Exploiting temporal change in pitch in formant estimation

March 31, 2008

Conference Paper

Author:

Tianyu Tom Wang

…

Thomas F. Quatieri

Published in:

Proc. IEEE Int. Conf. on Acoustic, Speech, and Signal Processes, ICASSP, 31 March - 4 April 2008, pp. 3929-3932.

R&D Area:

Cyber Security and Information Sciences

R&D Group:

Artificial Intelligence Technology and Systems

Exploiting temporal change in pitch in formant estimation

Summary

This paper considers the problem of obtaining an accurate spectral representation of speech formant structure when the voicing source exhibits a high fundamental frequency.
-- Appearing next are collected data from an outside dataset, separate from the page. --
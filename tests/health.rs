use fastboat_booking_api::routes::health::health_check;

#[tokio::test]
async fn health_check_returns_ok() {
    let response = health_check().await;
    assert_eq!(response.0.status, "ok");
}
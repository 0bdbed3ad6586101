//! Booking rows to UI card view models.

use std::collections::HashSet;

use chrono::{DateTime, Duration, FixedOffset, NaiveDate, Utc};
use serde::Serialize;
use serde_json::Value;
use utoipa::ToSchema;
use uuid::Uuid;

use super::{
    status::{BookingStatus, LegRole, PENDING_REFUND},
    timing,
};
use crate::entity::{booking_items, bookings, schedules};

pub struct ItemContext<'a> {
    pub item: &'a booking_items::Model,
    pub schedule: Option<&'a schedules::Model>,
}

pub struct CardContext<'a> {
    pub booking: &'a bookings::Model,
    pub items: Vec<ItemContext<'a>>,
    pub product_name: Option<&'a str>,
    pub boat_name: Option<&'a str>,
    pub vendor_name: Option<&'a str>,
    pub has_review: bool,
}

#[derive(Debug, Clone, Copy, Serialize, ToSchema, PartialEq, Eq)]
pub struct PassengerCounts {
    pub outbound: i32,
    pub inbound: i32,
    pub total: i32,
}

#[derive(Debug, Clone, Serialize, ToSchema)]
#[serde(rename_all = "camelCase")]
pub struct BookingCard {
    pub id: Uuid,
    pub booking_code: String,
    pub initials: String,
    pub title: String,
    pub location: String,
    pub departure_date: Option<NaiveDate>,
    pub return_date: Option<NaiveDate>,
    pub passengers: PassengerCounts,
    pub status: BookingStatus,
    pub status_label: String,
    pub pending_type: Option<String>,
    pub deadline_at: Option<DateTime<Utc>>,
    pub arrival_at: Option<DateTime<Utc>>,
    pub has_review: bool,
    pub is_double_trip: bool,
    pub total_amount: i64,
    pub currency: String,
    pub created_at: DateTime<Utc>,
}

/// Read the `rtType` out of legacy metadata: either a JSON object or a
/// JSON-encoded string carrying `rtType` / `tripType`.
fn rt_type_from_value(value: &Value) -> Option<LegRole> {
    match value {
        Value::String(raw) => serde_json::from_str::<Value>(raw)
            .ok()
            .and_then(|inner| rt_type_from_value(&inner))
            .or_else(|| LegRole::parse(raw).filter(LegRole::is_round_trip)),
        Value::Object(map) => map
            .get("rtType")
            .or_else(|| map.get("tripType"))
            .and_then(Value::as_str)
            .and_then(LegRole::parse)
            .or_else(|| map.get("notes").and_then(rt_type_from_value)),
        _ => None,
    }
}

fn legacy_item_role(item: &booking_items::Model) -> Option<LegRole> {
    item.special_requirements
        .as_ref()
        .and_then(rt_type_from_value)
        .filter(LegRole::is_round_trip)
}

fn notes_say_round_trip(notes: Option<&str>) -> bool {
    let Some(notes) = notes else { return false };
    let Ok(value) = serde_json::from_str::<Value>(notes) else {
        return false;
    };
    let flagged = value
        .get("tripType")
        .or_else(|| value.get("rtType"))
        .and_then(Value::as_str)
        .map(|t| {
            let t = t.to_ascii_uppercase();
            t.contains("ROUND") || t == "INBOUND" || t == "RETURN"
        })
        .unwrap_or(false);
    flagged || value.get("isDoubleTrip").and_then(Value::as_bool).unwrap_or(false)
}

/// Role of each item in order: stored column first, embedded notes second,
/// and for legacy round trips the product of the earliest leg is outbound.
pub fn item_roles(booking: &bookings::Model, items: &[ItemContext<'_>]) -> Vec<LegRole> {
    let explicit: Vec<Option<LegRole>> = items
        .iter()
        .map(|ctx| {
            Some(LegRole::from_column(&ctx.item.leg_role))
                .filter(LegRole::is_round_trip)
                .or_else(|| legacy_item_role(ctx.item))
        })
        .collect();

    if explicit.iter().any(Option::is_some) {
        return explicit
            .into_iter()
            .map(|r| r.unwrap_or(LegRole::Outbound))
            .collect();
    }

    let products: HashSet<Uuid> = items.iter().map(|ctx| ctx.item.product_id).collect();
    let round_trip = products.len() > 1 || notes_say_round_trip(booking.customer_notes.as_deref());
    if !round_trip {
        return vec![LegRole::Single; items.len()];
    }

    let first_product = items
        .iter()
        .min_by_key(|ctx| (ctx.item.item_date, ctx.item.created_at))
        .map(|ctx| ctx.item.product_id);
    items
        .iter()
        .map(|ctx| {
            if Some(ctx.item.product_id) == first_product {
                LegRole::Outbound
            } else {
                LegRole::Inbound
            }
        })
        .collect()
}

pub fn is_double_trip(roles: &[LegRole]) -> bool {
    roles.iter().any(|r| *r == LegRole::Inbound)
}

pub fn initials(name: &str) -> String {
    name.split_whitespace()
        .take(2)
        .filter_map(|word| word.chars().next())
        .flat_map(char::to_uppercase)
        .collect()
}

pub fn status_label(status: BookingStatus, pending_type: Option<&str>) -> &'static str {
    match status {
        BookingStatus::Pending if pending_type == Some(PENDING_REFUND) => "Refund in process",
        BookingStatus::Pending => "Waiting for payment",
        BookingStatus::Paid => "Paid",
        BookingStatus::Completed => "Completed",
        BookingStatus::Cancelled => "Cancelled",
        BookingStatus::Expired => "Expired",
        BookingStatus::Refunded => "Refunded",
    }
}

/// Latest arrival across the live items that have a schedule.
pub fn latest_arrival(items: &[ItemContext<'_>], tz: &FixedOffset) -> Option<DateTime<Utc>> {
    items
        .iter()
        .filter(|ctx| !ctx.item.is_cancelled)
        .filter_map(|ctx| {
            let schedule = ctx.schedule?;
            timing::arrival_at(
                ctx.item.item_date,
                &schedule.departure_time,
                &schedule.arrival_time,
                tz,
            )
        })
        .max()
}

pub fn payment_deadline(booking: &bookings::Model, window: Duration) -> DateTime<Utc> {
    booking
        .invoice_expiry_date
        .map(|dt| dt.with_timezone(&Utc))
        .unwrap_or_else(|| timing::payment_deadline(booking.created_at.with_timezone(&Utc), window))
}

pub fn build_card(ctx: &CardContext<'_>, tz: &FixedOffset, payment_window: Duration) -> BookingCard {
    let booking = ctx.booking;
    let status = booking
        .status
        .parse::<BookingStatus>()
        .unwrap_or(BookingStatus::Pending);
    let roles = item_roles(booking, &ctx.items);
    let double_trip = is_double_trip(&roles);

    let mut passengers = PassengerCounts {
        outbound: 0,
        inbound: 0,
        total: 0,
    };
    let mut departure_date: Option<NaiveDate> = None;
    let mut return_date: Option<NaiveDate> = None;
    let mut location: Option<String> = None;

    for (item_ctx, role) in ctx.items.iter().zip(roles.iter()) {
        let item = item_ctx.item;
        if item.is_cancelled {
            continue;
        }
        match role {
            LegRole::Inbound => {
                passengers.inbound += item.quantity;
                return_date = Some(return_date.map_or(item.item_date, |d| d.min(item.item_date)));
            }
            LegRole::Outbound | LegRole::Single => {
                passengers.outbound += item.quantity;
                departure_date =
                    Some(departure_date.map_or(item.item_date, |d| d.min(item.item_date)));
                if location.is_none() {
                    location = item_ctx
                        .schedule
                        .map(|s| format!("{} → {}", s.departure_port, s.arrival_port));
                }
            }
        }
        passengers.total += item.quantity;
    }

    let title = match (ctx.boat_name, ctx.vendor_name) {
        (Some(boat), Some(vendor)) => format!("{boat} - {vendor}"),
        (Some(boat), None) => boat.to_string(),
        _ => ctx.product_name.unwrap_or("Fastboat").to_string(),
    };
    let initials = initials(ctx.boat_name.or(ctx.product_name).unwrap_or("Fastboat"));

    let awaiting_payment = status == BookingStatus::Pending && booking.pending_type.is_none();
    let deadline_at = awaiting_payment.then(|| payment_deadline(booking, payment_window));

    BookingCard {
        id: booking.id,
        booking_code: booking.booking_code.clone(),
        initials,
        title,
        location: location.unwrap_or_default(),
        departure_date: departure_date.or(Some(booking.booking_date)),
        return_date,
        passengers,
        status,
        status_label: status_label(status, booking.pending_type.as_deref()).to_string(),
        pending_type: booking.pending_type.clone(),
        deadline_at,
        arrival_at: latest_arrival(&ctx.items, tz),
        has_review: ctx.has_review,
        is_double_trip: double_trip,
        total_amount: booking.total_amount,
        currency: booking.currency.clone(),
        created_at: booking.created_at.with_timezone(&Utc),
    }
}
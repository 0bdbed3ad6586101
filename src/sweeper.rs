//! Periodic lifecycle sweep across all owners.

use std::time::Duration;

use tokio::{sync::watch, task::JoinHandle};

use crate::{services::lifecycle_service, state::AppState};

/// Spawn the sweep loop; `SWEEP_INTERVAL_SECS=0` leaves it off.
pub fn spawn(state: AppState, mut shutdown: watch::Receiver<bool>) -> Option<JoinHandle<()>> {
    let interval_secs = state.config.sweep_interval_secs;
    if interval_secs == 0 {
        tracing::info!("lifecycle sweeper disabled");
        return None;
    }

    Some(tokio::spawn(async move {
        tracing::info!(interval_secs, "lifecycle sweeper started");
        let mut interval = tokio::time::interval(Duration::from_secs(interval_secs));

        loop {
            tokio::select! {
                _ = interval.tick() => {
                    let outcome = lifecycle_service::sweep_all(&state).await;
                    if outcome.expired + outcome.completed > 0 {
                        tracing::info!(
                            expired = outcome.expired,
                            completed = outcome.completed,
                            "lifecycle sweep applied"
                        );
                    }
                }
                _ = shutdown.changed() => break,
            }
        }

        tracing::info!("lifecycle sweeper stopped");
    }))
}
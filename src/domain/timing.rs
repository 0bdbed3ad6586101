//! Conversions between schedule wall-clock times and instants.

use chrono::{DateTime, Duration, FixedOffset, NaiveDate, NaiveTime, TimeZone, Utc};

/// Parse "HH:MM" (seconds tolerated) as used by schedules.
pub fn parse_hhmm(raw: &str) -> Option<NaiveTime> {
    let raw = raw.trim();
    NaiveTime::parse_from_str(raw, "%H:%M")
        .or_else(|_| NaiveTime::parse_from_str(raw, "%H:%M:%S"))
        .ok()
}

fn local_instant(date: NaiveDate, time: NaiveTime, tz: &FixedOffset) -> Option<DateTime<Utc>> {
    tz.from_local_datetime(&date.and_time(time))
        .single()
        .map(|dt| dt.with_timezone(&Utc))
}

pub fn departure_at(date: NaiveDate, departure_time: &str, tz: &FixedOffset) -> Option<DateTime<Utc>> {
    local_instant(date, parse_hhmm(departure_time)?, tz)
}

/// Arrival instant of a trip leaving on `date`; an arrival clock time earlier
/// than the departure time lands on the next day.
pub fn arrival_at(
    date: NaiveDate,
    departure_time: &str,
    arrival_time: &str,
    tz: &FixedOffset,
) -> Option<DateTime<Utc>> {
    let arrival = parse_hhmm(arrival_time)?;
    let overnight = parse_hhmm(departure_time).is_some_and(|dep| arrival < dep);
    let date = if overnight { date.succ_opt()? } else { date };
    local_instant(date, arrival, tz)
}

pub fn payment_deadline(created_at: DateTime<Utc>, window: Duration) -> DateTime<Utc> {
    created_at + window
}
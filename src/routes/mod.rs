use axum::Router;

use crate::state::AppState;

pub mod bookings;
pub mod doc;
pub mod health;

// Build the API router without binding state; it will be provided at the top level.
pub fn create_api_router() -> Router<AppState> {
    Router::new().nest("/bookings", bookings::router())
}
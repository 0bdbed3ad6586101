//! Booking rules that do not touch the database.

pub mod pricing;
pub mod projection;
pub mod sentiment;
pub mod status;
pub mod timing;

pub use status::{AgeCategory, BookingStatus, Currency, LegRole, PENDING_REFUND};
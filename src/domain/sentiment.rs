use serde::{Deserialize, Serialize};
use utoipa::ToSchema;

use crate::error::AppError;

const POSITIVE_THRESHOLD: f64 = 0.2;

#[derive(Debug, Clone, Copy, PartialEq, Eq, Serialize, Deserialize, ToSchema)]
#[serde(rename_all = "lowercase")]
pub enum SentimentLabel {
    Positive,
    Neutral,
    Negative,
}

impl SentimentLabel {
    pub fn as_str(&self) -> &'static str {
        match self {
            SentimentLabel::Positive => "positive",
            SentimentLabel::Neutral => "neutral",
            SentimentLabel::Negative => "negative",
        }
    }

    pub fn from_score(score: f64) -> Self {
        if score > POSITIVE_THRESHOLD {
            SentimentLabel::Positive
        } else if score < -POSITIVE_THRESHOLD {
            SentimentLabel::Negative
        } else {
            SentimentLabel::Neutral
        }
    }
}

/// Ratings supplied with a review; sub-ratings are optional.
#[derive(Debug, Clone, Copy)]
pub struct Ratings {
    pub rating: i16,
    pub service: Option<i16>,
    pub value: Option<i16>,
    pub location: Option<i16>,
}

impl Ratings {
    pub fn validate(&self) -> Result<(), AppError> {
        let check = |name: &str, value: i16| {
            if (1..=5).contains(&value) {
                Ok(())
            } else {
                Err(AppError::InvalidRating(format!("{name} must be between 1 and 5")))
            }
        };
        check("rating", self.rating)?;
        if let Some(v) = self.service {
            check("serviceRating", v)?;
        }
        if let Some(v) = self.value {
            check("valueRating", v)?;
        }
        if let Some(v) = self.location {
            check("locationRating", v)?;
        }
        Ok(())
    }

    /// `(mean / 5) * 2 - 1` over the ratings present, clamped to [-1, 1].
    pub fn score(&self) -> f64 {
        let present: Vec<f64> = [Some(self.rating), self.service, self.value, self.location]
            .into_iter()
            .flatten()
            .map(f64::from)
            .collect();
        let mean = present.iter().sum::<f64>() / present.len() as f64;
        ((mean / 5.0) * 2.0 - 1.0).clamp(-1.0, 1.0)
    }

    pub fn sentiment(&self) -> (f64, SentimentLabel) {
        let score = self.score();
        (score, SentimentLabel::from_score(score))
    }
}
Our work is inspired by auditory perception and physiological modeling studies implicating the use of temporal changes in speech by humans. Specifically, we develop and assess signal processing schemes aimed at exploiting temporal change of pitch as a basis for formant estimation. Our methods are cast in a generalized framework of two-dimensional processing of speech and show quantitative improvements under certain conditions over representations derived from traditional and homomorphic linear prediction. We conclude by highlighting potential benefits of our framework in the particular application of speaker recognition with preliminary results indicating a performance gender-gap closure on subsets of the TIMIT corpus.